WORKING DATA below:
//! HTTP request handlers

use super::assets::{get_index_html, serve_static};
use super::sse::sse_stream;
use super::types::{
    AnswerRequest, ErrorResponse, SessionCreatedResponse, StartRequest, SuccessResponse,
};
use super::AppState;
use crate::runtime::{ActionOutcome, SessionError};
use crate::state_machine::Event;
use axum::{
    extract::{Path, State},
    http::StatusCode,
    response::{Html, IntoResponse, Response},
    routing::{get, post},
    Json, Router,
};

/// Create the API router
pub fn create_router(state: AppState) -> Router {
    Router::new()
        // Root serves the single-page UI
        .route("/", get(serve_spa))
        .route("/assets/*path", get(serve_static))
        // Session lifecycle
        .route("/api/sessions", post(create_session))
        .route("/api/sessions/:id", get(refresh_session).delete(delete_session))
        // User actions
        .route("/api/sessions/:id/start", post(start_session))
        .route("/api/sessions/:id/answer", post(submit_answer))
        // SSE streaming
        .route("/api/sessions/:id/stream", get(stream_session))
        .route("/version", get(get_version))
        .with_state(state)
}

// ============================================================
// SPA Handler
// ============================================================

async fn serve_spa() -> impl IntoResponse {
    match get_index_html() {
        Some(content) => Html(content).into_response(),
        None => (
            StatusCode::NOT_FOUND,
            Html("<h1>404 - UI not found</h1>".to_string()),
        )
            .into_response(),
    }
}

// ============================================================
// Sessions
// ============================================================

async fn create_session(State(state): State<AppState>) -> Json<SessionCreatedResponse> {
    let (session_id, view) = state.sessions.create().await;
    Json(SessionCreatedResponse { session_id, view })
}

/// Re-render: an idempotent refresh through the session
async fn refresh_session(
    State(state): State<AppState>,
    Path(id): Path<String>,
) -> Result<Json<ActionOutcome>, AppError> {
    Ok(Json(state.sessions.dispatch(&id, Event::Refresh).await?))
}

async fn delete_session(
    State(state): State<AppState>,
    Path(id): Path<String>,
) -> Result<Json<SuccessResponse>, AppError> {
    state.sessions.remove(&id).await?;
    Ok(Json(SuccessResponse { success: true }))
}

// ============================================================
// User Actions
// ============================================================

async fn start_session(
    State(state): State<AppState>,
    Path(id): Path<String>,
    Json(req): Json<StartRequest>,
) -> Result<Json<ActionOutcome>, AppError> {
    let outcome = state
        .sessions
        .dispatch(&id, Event::Start { topic: req.topic })
        .await?;
    Ok(Json(outcome))
}

async fn submit_answer(
    State(state): State<AppState>,
    Path(id): Path<String>,
    Json(req): Json<AnswerRequest>,
) -> Result<Json<ActionOutcome>, AppError> {
    let outcome = state
        .sessions
        .dispatch(
            &id,
            Event::Submit {
                selected: req.selected,
            },
        )
        .await?;
    Ok(Json(outcome))
}

// ============================================================
// SSE Streaming
// ============================================================

async fn stream_session(
    State(state): State<AppState>,
    Path(id): Path<String>,
) -> Result<impl IntoResponse, AppError> {
    let (current, broadcast_rx) = state.sessions.subscribe(&id).await?;
    Ok(sse_stream(current, broadcast_rx))
}

async fn get_version() -> &'static str {
    concat!("study-buddy ", env!("CARGO_PKG_VERSION"))
}

// ============================================================
// Error Handling
// ============================================================

#[derive(Debug)]
enum AppError {
    NotFound(String),
    Internal(String),
}

impl From<SessionError> for AppError {
    fn from(e: SessionError) -> Self {
        match e {
            SessionError::NotFound(_) => AppError::NotFound(e.to_string()),
            SessionError::Stopped(_) => AppError::Internal(e.to_string()),
        }
    }
}

impl IntoResponse for AppError {
    fn into_response(self) -> Response {
        let (status, message) = match self {
            AppError::NotFound(msg) => (StatusCode::NOT_FOUND, msg),
            AppError::Internal(msg) => {
                tracing::error!(error = %msg, "Request failed");
                (StatusCode::INTERNAL_SERVER_ERROR, msg)
            }
        };

        let body = Json(ErrorResponse::new(message));
        (status, body).into_response()
    }
}
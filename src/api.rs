//! HTTP API for the study buddy

mod assets;
mod handlers;
mod sse;
mod types;

pub use handlers::create_router;

use crate::runtime::SessionManager;
use std::sync::Arc;

/// Application state shared across handlers
#[derive(Clone)]
pub struct AppState {
    pub sessions: Arc<SessionManager>,
}

impl AppState {
    pub fn new(sessions: Arc<SessionManager>) -> Self {
        Self { sessions }
    }
}
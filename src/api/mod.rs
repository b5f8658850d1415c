//! Operation contracts and their delegates, kept separate from the axum
//! handlers so alternate delegate implementations can satisfy the same
//! contract.

pub mod contract;
pub mod query_parameters;

use once_cell::sync::Lazy;

use contract::OperationSpec;

/// Every operation this API exposes, in declaration order. Built once at
/// startup and alive for the process lifetime.
pub static OPERATIONS: Lazy<Vec<&'static OperationSpec>> =
    Lazy::new(|| vec![&query_parameters::QUERY_PARAMETERS]);
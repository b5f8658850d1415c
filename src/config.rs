use std::env;

use crate::error::AppError;

#[derive(Debug)]
pub enum AuthMethod {
    Open,
    Secret,
}

impl AuthMethod {
    fn parse(value: &str) -> Result<Self, AppError> {
        match value {
            "OPEN" => Ok(AuthMethod::Open),
            "SECRET" => Ok(AuthMethod::Secret),
            other => Err(AppError::InvalidAuthMethod(other.to_string())),
        }
    }
}

pub struct Config {
    pub auth_method: AuthMethod,
    pub secret: Option<String>,
}

impl Config {
    pub fn from_env() -> Result<Self, AppError> {
        let auth_method =
            AuthMethod::parse(&env::var("AUTH_METHOD").unwrap_or_else(|_| "OPEN".to_string()))?;

        match auth_method {
            AuthMethod::Open => Ok(Config {
                auth_method,
                secret: None,
            }),
            AuthMethod::Secret => Ok(Config {
                auth_method,
                secret: Some(env::var("SECRET")?),
            }),
        }
    }
}
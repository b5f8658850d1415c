use std::sync::Arc;

use async_trait::async_trait;
use axum::{extract::Query, Extension};
use serde::Deserialize;
use tracing::debug;

use crate::api::query_parameters::{QueryParametersApi, QueryParametersResponse};
use crate::auth::AuthContext;
use crate::models::query_parameters::QueryParameters;

/// Wire shape of the query string. The extractor performs presence checking
/// and integer coercion before the delegate is ever invoked; a request that
/// fails either gets the framework's 400.
#[derive(Debug, Deserialize)]
pub struct QueryParametersQuery {
    pub param1: String,
    pub param2: Option<i64>,
}

/// Production delegate: echoes the received parameters back.
#[derive(Debug, Clone, Copy, Default)]
pub struct QueryParametersController;

#[async_trait]
impl QueryParametersApi<AuthContext> for QueryParametersController {
    async fn query_parameters(
        &self,
        _ctx: &AuthContext,
        param1: String,
        param2: Option<i64>,
    ) -> QueryParametersResponse {
        QueryParametersResponse::Http200(QueryParameters { param1, param2 })
    }
}

pub async fn handler(
    Extension(api): Extension<Arc<dyn QueryParametersApi<AuthContext>>>,
    context: Option<Extension<AuthContext>>,
    Query(query): Query<QueryParametersQuery>,
) -> QueryParametersResponse {
    debug!("Query parameters handler is run");
    let ctx = context.map(|Extension(ctx)| ctx).unwrap_or_default();
    api.query_parameters(&ctx, query.param1, query.param2).await
}
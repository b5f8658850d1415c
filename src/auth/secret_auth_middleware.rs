use axum::{
    extract::{Request, State},
    middleware::Next,
    response::{IntoResponse, Response},
};

use crate::auth::AuthContext;
use crate::error::AppError;

#[derive(Clone)]
pub struct SecretAuth {
    pub secret: String,
}

impl SecretAuth {
    pub fn new(secret: String) -> Self {
        Self { secret }
    }
}

/// Strict bearer gate: the request must carry `Authorization: Bearer <secret>`.
/// On success the verified [`AuthContext`] is inserted for downstream handlers.
pub async fn secret_middleware(
    State(state): State<SecretAuth>,
    mut request: Request,
    next: Next,
) -> Response {
    let auth_header = request
        .headers()
        .get("Authorization")
        .and_then(|header| header.to_str().ok())
        .and_then(|value| value.strip_prefix("Bearer "));

    match auth_header {
        Some(token) if token == state.secret => {
            request
                .extensions_mut()
                .insert(AuthContext { authenticated: true });
            next.run(request).await
        }
        Some(_) => AppError::InvalidToken.into_response(),
        None => AppError::MissingToken.into_response(),
    }
}

#[cfg(test)]
mod tests {
    use super::*;
    use axum::body::Body;
    use axum::http::{Request, StatusCode};
    use axum::middleware::from_fn_with_state;
    use axum::routing::get;
    use axum::{Extension, Router};
    use tower::ServiceExt;

    async fn probe(context: Option<Extension<AuthContext>>) -> String {
        match context {
            Some(Extension(ctx)) if ctx.authenticated => "authenticated".to_string(),
            _ => "anonymous".to_string(),
        }
    }

    fn gated_app() -> Router {
        let auth = SecretAuth::new("s3cr3t".to_string());
        Router::new()
            .route("/probe", get(probe))
            .route_layer(from_fn_with_state(auth, secret_middleware))
    }

    #[tokio::test]
    async fn matching_secret_passes_and_sets_the_context() {
        let response = gated_app()
            .oneshot(
                Request::builder()
                    .uri("/probe")
                    .header("Authorization", "Bearer s3cr3t")
                    .body(Body::empty())
                    .unwrap(),
            )
            .await
            .unwrap();

        assert_eq!(response.status(), StatusCode::OK);
        let body = axum::body::to_bytes(response.into_body(), usize::MAX)
            .await
            .unwrap();
        assert_eq!(&body[..], b"authenticated");
    }

    #[tokio::test]
    async fn wrong_secret_is_rejected() {
        let response = gated_app()
            .oneshot(
                Request::builder()
                    .uri("/probe")
                    .header("Authorization", "Bearer nope")
                    .body(Body::empty())
                    .unwrap(),
            )
            .await
            .unwrap();

        assert_eq!(response.status(), StatusCode::UNAUTHORIZED);
    }

    #[tokio::test]
    async fn missing_header_is_rejected() {
        let response = gated_app()
            .oneshot(Request::builder().uri("/probe").body(Body::empty()).unwrap())
            .await
            .unwrap();

        assert_eq!(response.status(), StatusCode::UNAUTHORIZED);
    }
}
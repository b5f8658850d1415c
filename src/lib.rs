pub mod api;
pub mod auth;
pub mod config;
pub mod error;
pub mod logging;
pub mod models;
pub mod routes;

use std::sync::Arc;

use axum::{middleware::from_fn_with_state, routing::get, Extension, Router};
use tracing::info;

use crate::api::query_parameters::{QueryParametersApi, QUERY_PARAMETERS};
use crate::auth::secret_auth_middleware::{secret_middleware, SecretAuth};
use crate::auth::AuthContext;
use crate::config::{AuthMethod, Config};
use crate::routes::query_parameters::QueryParametersController;
use crate::routes::{health, query_parameters};

pub fn create_app(config: Config) -> Router {
    let delegate: Arc<dyn QueryParametersApi<AuthContext>> = Arc::new(QueryParametersController);

    let operations = Router::new().route(QUERY_PARAMETERS.path, get(query_parameters::handler));

    let operations = match config.auth_method {
        AuthMethod::Open => operations,
        AuthMethod::Secret => {
            let auth = SecretAuth::new(
                config
                    .secret
                    .expect("SECRET must be set when AUTH_METHOD=SECRET"),
            );
            operations.route_layer(from_fn_with_state(auth, secret_middleware))
        }
    };

    info!(operations = api::OPERATIONS.len(), "router configured");

    Router::new()
        .merge(operations)
        .route("/health", get(health::handler))
        .layer(Extension(delegate))
}
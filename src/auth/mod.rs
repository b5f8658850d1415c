pub mod secret_auth_middleware;

/// Per-request context handed to API delegates.
///
/// Inserted into request extensions by whichever auth layer the server is
/// configured with; routes outside an auth layer see the default.
#[derive(Debug, Clone, Default, PartialEq, Eq)]
pub struct AuthContext {
    pub authenticated: bool,
}
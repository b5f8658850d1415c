use axum::http::{Method, StatusCode};

/// Where a declared parameter rides on the request.
#[derive(Debug, Clone, Copy, PartialEq, Eq)]
pub enum ParamLocation {
    Path,
    Query,
}

/// Semantic type a parameter must be coerced to before dispatch.
///
/// Coercion itself is the dispatcher's job; operations only declare the
/// post-coercion type they expect.
#[derive(Debug, Clone, Copy, PartialEq, Eq)]
pub enum ParamType {
    String,
    Integer,
}

/// One declared parameter of an operation.
#[derive(Debug, Clone, PartialEq, Eq)]
pub struct ParamSpec {
    pub name: &'static str,
    pub location: ParamLocation,
    pub param_type: ParamType,
    pub required: bool,
}

/// Immutable description of one HTTP operation: method, path and the
/// declared inputs and outputs. Built from `const` data and alive for the
/// process lifetime.
#[derive(Debug, Clone, PartialEq, Eq)]
pub struct OperationSpec {
    pub method: Method,
    pub path: &'static str,
    pub params: &'static [ParamSpec],
    /// Closed set of status codes this operation may answer with.
    pub responses: &'static [StatusCode],
}

impl OperationSpec {
    /// Declared parameters, in declaration order.
    pub fn parameters(&self) -> &'static [ParamSpec] {
        self.params
    }

    pub fn declares_status(&self, status: StatusCode) -> bool {
        self.responses.contains(&status)
    }
}
// Copyright (C) 2024 Quickwit, Inc.
//
// Quickwit is offered under the AGPL v3.0 and as commercial software.
// For commercial licensing, contact us at hello@quickwit.io.
//
// AGPL:
// This program is free software: you can redistribute it and/or modify
// it under the terms of the GNU Affero General Public License as
// published by the Free Software Foundation, either version 3 of the
// License, or (at your option) any later version.
//
// This program is distributed in the hope that it will be useful,
// but WITHOUT ANY WARRANTY; without even the implied warranty of
// MERCHANTABILITY or FITNESS FOR A PARTICULAR PURPOSE. See the
// GNU Affero General Public License for more details.
//
// You should have received a copy of the GNU Affero General Public License
// along with this program. If not, see <http://www.gnu.org/licenses/>.

use serde::{Deserialize, Serialize};
use thiserror::Error;

/// Errors returned by the herder.
///
/// The only failure the herder ever reports is a query turned away under
/// memory pressure. REST layers should map it to `429 Too Many Requests`
/// with a retry hint; it is not retried internally.
#[derive(Error, Debug, Clone, Eq, PartialEq, Serialize, Deserialize)]
#[serde(rename_all = "snake_case")]
pub enum HerderError {
    #[error("search request rejected, node is over its memory quota")]
    SearchRequestRejected,
}
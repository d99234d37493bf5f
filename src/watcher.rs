// Copyright (C) 2024 Quickwit, Inc.
//
// Quickwit is offered under the AGPL v3.0 and as commercial software.
// For commercial licensing, contact us at hello@quickwit.io.
//
// AGPL:
// This program is free software: you can redistribute it and/or modify
// it under the terms of the GNU Affero General Public License as
// published by the Free Software Foundation, either version 3 of the
// License, or (at your option) any later version.
//
// This program is distributed in the hope that it will be useful,
// but WITHOUT ANY WARRANTY; without even the implied warranty of
// MERCHANTABILITY or FITNESS FOR A PARTICULAR PURPOSE. See the
// GNU Affero General Public License for more details.
//
// You should have received a copy of the GNU Affero General Public License
// along with this program. If not, see <http://www.gnu.org/licenses/>.

use std::sync::Arc;
use std::time::Duration;

use tracing::error;

use crate::counters::MemoryCounters;
use crate::herder::AppHerder;

pub const DEFAULT_MEMORY_POLLING_INTERVAL: Duration = Duration::from_secs(1);

/// Periodically publishes the process resident memory into
/// [`MemoryCounters`] and nudges gated batch workers whenever it shrank.
///
/// `sample_resident_bytes` is supplied by the embedding binary: jemalloc
/// `stats.resident`, a cgroup memory file, `/proc/self/statm`, whichever
/// source that binary trusts. A failed sample is logged and skipped; the
/// last published value stays in place.
pub async fn memory_watcher_loop(
    herder: Arc<AppHerder>,
    counters: Arc<MemoryCounters>,
    sample_resident_bytes: impl Fn() -> anyhow::Result<u64> + Send + 'static,
    poll_interval: Duration,
) {
    let mut interval = tokio::time::interval(poll_interval);
    let mut prev_memory_used = 0u64;

    loop {
        interval.tick().await;

        let cur_memory_used = match sample_resident_bytes() {
            Ok(num_bytes) => num_bytes,
            Err(error) => {
                error!(%error, "failed to sample resident memory");
                continue;
            }
        };
        counters.set_process_memory_used(cur_memory_used);

        if cur_memory_used < prev_memory_used {
            herder.on_memory_used_dropped(cur_memory_used, prev_memory_used);
        }
        prev_memory_used = cur_memory_used;
    }
}

/// Spawns [`memory_watcher_loop`] on the current tokio runtime and returns
/// its join handle. Abort the handle to stop the watcher.
pub fn start_memory_watcher(
    herder: Arc<AppHerder>,
    counters: Arc<MemoryCounters>,
    sample_resident_bytes: impl Fn() -> anyhow::Result<u64> + Send + 'static,
    poll_interval: Duration,
) -> tokio::task::JoinHandle<()> {
    tokio::task::spawn(memory_watcher_loop(
        herder,
        counters,
        sample_resident_bytes,
        poll_interval,
    ))
}
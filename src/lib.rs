// Copyright (C) 2024 Quickwit, Inc.
//
// Quickwit is offered under the AGPL v3.0 and as commercial software.
// For commercial licensing, contact us at hello@quickwit.io.
//
// AGPL:
// This program is free software: you can redistribute it and/or modify
// it under the terms of the GNU Affero General Public License as
// published by the Free Software Foundation, either version 3 of the
// License, or (at your option) any later version.
//
// This program is distributed in the hope that it will be useful,
// but WITHOUT ANY WARRANTY; without even the implied warranty of
// MERCHANTABILITY or FITNESS FOR A PARTICULAR PURPOSE. See the
// GNU Affero General Public License for more details.
//
// You should have received a copy of the GNU Affero General Public License
// along with this program. If not, see <http://www.gnu.org/licenses/>.

//! Memory-pressure admission control for a process that runs indexing and
//! search side by side.
//!
//! A single [`AppHerder`] instance coordinates every memory-hungry actor in
//! the process: index batch workers block in a condition-variable gate until
//! accounting says they fit under the memory quota, incoming queries are
//! admitted or rejected up front based on their estimated footprint, and
//! progress events (persister, merger, index close, query completion,
//! resident-memory drops) wake gated workers so they re-check.
//!
//! The herder deliberately prefers forward progress over strict enforcement:
//! if every registered engine reports zero in-memory bytes, or no
//! size-estimated query is running, work is admitted even while the process
//! is over quota. Refusing in those states could wedge the process forever,
//! because the events that would normally release memory can no longer
//! happen.

pub mod adapters;
mod config;
mod counters;
mod error;
mod herder;
mod metrics;
mod watcher;


pub use adapters::kv::{KvEventBridge, KvStore, KvStoreEvent, KvStoreStats};
pub use adapters::segment::{
    SegmentEpochs, SegmentEventBridge, SegmentIndex, SegmentIndexEvent,
};
pub use config::{HerderConfig, MemoryQuotas};
pub use counters::MemoryCounters;
pub use error::HerderError;
pub use herder::{AppHerder, EngineHandle, HerderStatsSnapshot, SizeFn};
pub use watcher::{memory_watcher_loop, start_memory_watcher, DEFAULT_MEMORY_POLLING_INTERVAL};

/// Refer to this as `app_herder::Result<T>`.
pub type Result<T> = std::result::Result<T, HerderError>;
End of WORKING DATA.
◆ **PROBLEM TO WORK ON**
Go through the data and return each line where the word "ErrorResponse" appears.

◆ **ANSWER AREA**
    AnswerRequest, ErrorResponse, SessionCreatedResponse, StartRequest, SuccessResponse,
        let body = Json(ErrorResponse::new(message));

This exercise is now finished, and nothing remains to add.